Turkish blind mole-rat (Nannospalax xanthodon)

Turkish blind mole-rat (Nannospalax xanthodon)

Altitude effects on immune system investment

Harsh conditions at high elevations make energy conservation extremely challenging, and include lower oxygen availability, lower temperatures, and higher UV radiation, to name a few. However, mammals have been shown to adapt to some of these stressors.

The immune system is one of the most energetically expensive of life-history traits, costly to maintain and deploy. Therefore, high altitude environments may select for immune system adaptations that optimize energy allocation among competing life-history traits and reduce costs of activation, for example by selecting for immune tolerance rather than resistance to pathogens.

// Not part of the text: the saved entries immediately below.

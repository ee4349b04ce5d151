mod auth;
mod error;
mod handlers;
mod models;
mod rate_limit;
mod router;
mod state;

use router::create_router;
use state::AppState;
use std::net::SocketAddr;
use tokio::net::TcpListener;

#[tokio::main]
async fn main() -> Result<(), anyhow::Error> {
    // Initialize tracing
    tracing_subscriber::fmt::init();

    tracing::info!("Starting Gateway API service");

    // Initialize application state
    // Pointing to a dummy internal service URL for compiling/testing
    let state = AppState::new("http://localhost:8081".to_string());

    // Create router
    let app = create_router(state);

    // Bind and serve
    let addr = SocketAddr::from(([0, 0, 0, 0], 8080));
    let listener = TcpListener::bind(addr).await?;
    
    tracing::info!("Listening on {}", addr);
    axum::serve(listener, app).await?;

    Ok(())
}
//! Smart Contract Logic for Custody & Settlement
//!
//! This crate implements the on-chain contract layer for the distributed exchange,
//! covering asset custody (vault), withdrawal processing, and state commitment.
//!
//! # Modules
//! - `events`: Contract events matching spec §08 event taxonomy
//! - `errors`: Contract-specific error types
//! - `security`: Shared security primitives (reentrancy guard, access control, pause)
//! - `vault`: Asset storage, deposits, balance tracking, token whitelist
//! - `withdrawal`: Withdrawal requests, signature verification, batch processing
//! - `commitment`: State root commitment, fraud proofs, dispute resolution
//!
//! # Version
//! v0.1.0 — Spec-compliant initial implementation

pub mod errors;
pub mod events;
pub mod security;
pub mod vault;
pub mod withdrawal;
pub mod commitment;

/// Contract ABI version — frozen after release
pub const CONTRACT_ABI_VERSION: &str = "1.0.0";
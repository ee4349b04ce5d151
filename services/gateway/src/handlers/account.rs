use crate::auth::AuthenticatedUser;
use crate::error::AppError;
use crate::state::AppState;
use axum::{
    extract::{Path, State},
    Json,
};
use types::account::Account;

pub async fn get_account(
    State(state): State<AppState>,
    user: AuthenticatedUser,
    Path(account_id): Path<String>,
) -> Result<Json<Account>, AppError> {
    // Rate limits
    state
        .rate_limiter
        .check_rate_limit(&format!("{}:account_query", user.account_id), 60, 1.0)?;

    // Identity validation
    if user.account_id.to_string() != account_id {
        return Err(AppError::Unauthorized("Cannot view another account".into()));
    }

    // Forward to internal Account Service
    let res = state
        .http_client
        .get(&format!(
            "{}/internal/accounts/{}",
            state.internal_services_url, account_id
        ))
        .send()
        .await
        .map_err(|e| AppError::ServiceUnavailable(format!("Account service error: {}", e)))?;

    if !res.status().is_success() {
        return Err(AppError::BadRequest("Failed to retrieve account".into()));
    }
    
    // Deser Account
    let account = res
        .json::<Account>()
        .await
        .map_err(|_| AppError::InternalError(anyhow::anyhow!("Invalid account parsing")))?;

    Ok(Json(account))
}
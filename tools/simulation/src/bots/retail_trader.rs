//! Retail random trader bot
//!
//! Generates random orders with deterministic seeded RNG for simulation.
//! Produces a mix of market-like and limit orders to simulate retail flow.

use crate::engine::SimEngine;
use rand::Rng;
use rand::SeedableRng;
use rand_chacha::ChaCha8Rng;
use rust_decimal::prelude::*;
use rust_decimal::Decimal;
use serde::{Deserialize, Serialize};
use types::ids::AccountId;
use types::numeric::Price;
use types::order::Side;

/// Configuration for the retail random trader.
#[derive(Debug, Clone, Serialize, Deserialize)]
pub struct RetailTraderConfig {
    /// Minimum order size
    pub min_size: Decimal,
    /// Maximum order size
    pub max_size: Decimal,
    /// Probability of market order (0.0 to 1.0)
    pub market_order_ratio: f64,
    /// Maximum distance from mid price for limit orders (in bps)
    pub max_limit_distance_bps: u32,
}

impl Default for RetailTraderConfig {
    fn default() -> Self {
        Self {
            min_size: Decimal::from_str_exact("0.01").unwrap(),
            max_size: Decimal::from_str_exact("1.0").unwrap(),
            market_order_ratio: 0.3,
            max_limit_distance_bps: 50,
        }
    }
}

/// Generated order parameters from the retail trader.
#[derive(Debug, Clone)]
pub struct RetailOrder {
    pub side: Side,
    pub price: Price,
    pub size: Decimal,
    pub is_market: bool,
}

/// Retail random trader with deterministic seeded RNG.
pub struct RetailTrader {
    pub account_id: AccountId,
    pub config: RetailTraderConfig,
    pub orders_submitted: usize,
    rng: ChaCha8Rng,
}

impl RetailTrader {
    /// Create a new retail trader with a deterministic seed.
    pub fn new(account_id: AccountId, config: RetailTraderConfig, seed: u64) -> Self {
        Self {
            account_id,
            config,
            orders_submitted: 0,
            rng: ChaCha8Rng::seed_from_u64(seed),
        }
    }

    /// Generate a random order based on current mid price.
    ///
    /// Returns None if mid price is unavailable.
    pub fn generate_order(&mut self, mid_price: Decimal) -> Option<RetailOrder> {
        if mid_price <= Decimal::ZERO {
            return None;
        }

        // Random side
        let side = if self.rng.gen_bool(0.5) { Side::BUY } else { Side::SELL };

        // Random size within range
        let min_f = self.config.min_size.to_f64().unwrap_or(0.01);
        let max_f = self.config.max_size.to_f64().unwrap_or(1.0);
        let size_f: f64 = self.rng.gen_range(min_f..=max_f);
        let size = Decimal::from_f64(size_f)
            .unwrap_or(self.config.min_size)
            .round_dp(8);
        let size = if size <= Decimal::ZERO { self.config.min_size } else { size };

        // Market or limit?
        let is_market = self.rng.gen_bool(self.config.market_order_ratio);

        let price = if is_market {
            // For market-like orders: use aggressive price
            match side {
                Side::BUY => {
                    let aggressive = mid_price * Decimal::from_str_exact("1.01").unwrap();
                    Price::new(aggressive.round_dp(2))
                }
                Side::SELL => {
                    let aggressive = mid_price * Decimal::from_str_exact("0.99").unwrap();
                    let rounded = aggressive.round_dp(2);
                    if rounded > Decimal::ZERO {
                        Price::new(rounded)
                    } else {
                        Price::new(Decimal::ONE)
                    }
                }
            }
        } else {
            // Limit order: random distance from mid
            let bps: u32 = self.rng.gen_range(1..=self.config.max_limit_distance_bps);
            let distance = mid_price * Decimal::from(bps) / Decimal::from(10_000);
            match side {
                Side::BUY => {
                    let p = (mid_price - distance).round_dp(2);
                    if p > Decimal::ZERO { Price::new(p) } else { Price::new(Decimal::ONE) }
                }
                Side::SELL => {
                    Price::new((mid_price + distance).round_dp(2))
                }
            }
        };

        self.orders_submitted += 1;
        Some(RetailOrder { side, price, size, is_market })
    }

    /// Generate and submit an order directly to the engine.
    ///
    /// Returns true if an order was submitted.
    pub fn tick(&mut self, engine: &mut SimEngine, timestamp: i64) -> bool {
        let mid = match engine.mid_price() {
            Some(m) => m,
            None => return false,
        };

        if let Some(order) = self.generate_order(mid) {
            engine.submit_order(
                self.account_id,
                order.side,
                order.price,
                order.size,
                timestamp,
            );
            true
        } else {
            false
        }
    }
}
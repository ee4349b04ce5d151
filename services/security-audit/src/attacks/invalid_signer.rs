//! Invalid signature spam test.
//! Validates that the system immediately drops requests with invalid cryptographic signatures.

pub struct SignatureVerifier;

impl SignatureVerifier {
    /// Mock signature verification.
    /// In a production system, this would use Ed25519 or SECP256k1 to verify.
    pub fn verify(payload: &str, signature: &str, public_key: &str) -> bool {
        if signature == "invalid_sig" || signature.is_empty() {
            return false;
        }

        let expected = format!("sig_{}_{}", payload, public_key);
        signature == expected
    }
}

pub struct ApiGateway {
    pub dropped_requests: u64,
    pub accepted_requests: u64,
}

impl ApiGateway {
    pub fn new() -> Self {
        Self {
            dropped_requests: 0,
            accepted_requests: 0,
        }
    }

    pub fn handle_request(&mut self, payload: &str, signature: &str, public_key: &str) {
        if SignatureVerifier::verify(payload, signature, public_key) {
            self.accepted_requests += 1;
        } else {
            self.dropped_requests += 1;
        }
    }
}

impl Default for ApiGateway {
    fn default() -> Self {
        Self::new()
    }
}

#[cfg(test)]
mod tests {
    use super::*;

    #[test]
    fn test_invalid_signature_spam_mitigation() {
        let mut gateway = ApiGateway::new();

        // Attacker sends 1000 invalid signatures
        for _ in 0..1000 {
            gateway.handle_request("buy_100_btc", "invalid_sig", "pk_123");
        }

        // Legitimate user sends 1 valid request
        gateway.handle_request("sell_1_eth", "sig_sell_1_eth_pk_456", "pk_456");

        assert_eq!(gateway.dropped_requests, 1000);
        assert_eq!(gateway.accepted_requests, 1);
    }
}
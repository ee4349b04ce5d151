//! Matching service
//!
//! Pairs buyer offers with seller listings. A seller accepts a concrete
//! offer against one of their listings; validation runs under the store's
//! record locks so every offer and every listing is matched at most once.
//!
//! - `rules`: pure validation over record snapshots
//! - `service`: intake, acceptance, withdrawal, browse

pub mod rules;
pub mod service;

pub use rules::{ListingDraft, OfferDraft};
pub use service::MatchingService;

Working with Dr. Alexey Yanchucov and colleagues (Bülent Ecevit University, Turkey), we are investigating immune system adaptation to high altitude using Turkish blind mole-rats (Nannospalax xanthodon) and their parasites as a non-model system.

 
Common buzzard (Buteo buteo) color morphs

Common buzzard (Buteo buteo) color morphs

Host-pathogen transcriptomic associations in common buzzards

We are investigating how niche choice (nest location), niche construction (adding nest greenery), color morph impact ectoparasite and blood parasite load in common buzzard chicks. We are also looking for morph-specific transcriptomic responses to parasites, and how host and parasite transcriptomics associate with infection loads. This work is part of the Collaborative Research Center project Niche Choice, Niche Conformance, Niche Construction (NC3).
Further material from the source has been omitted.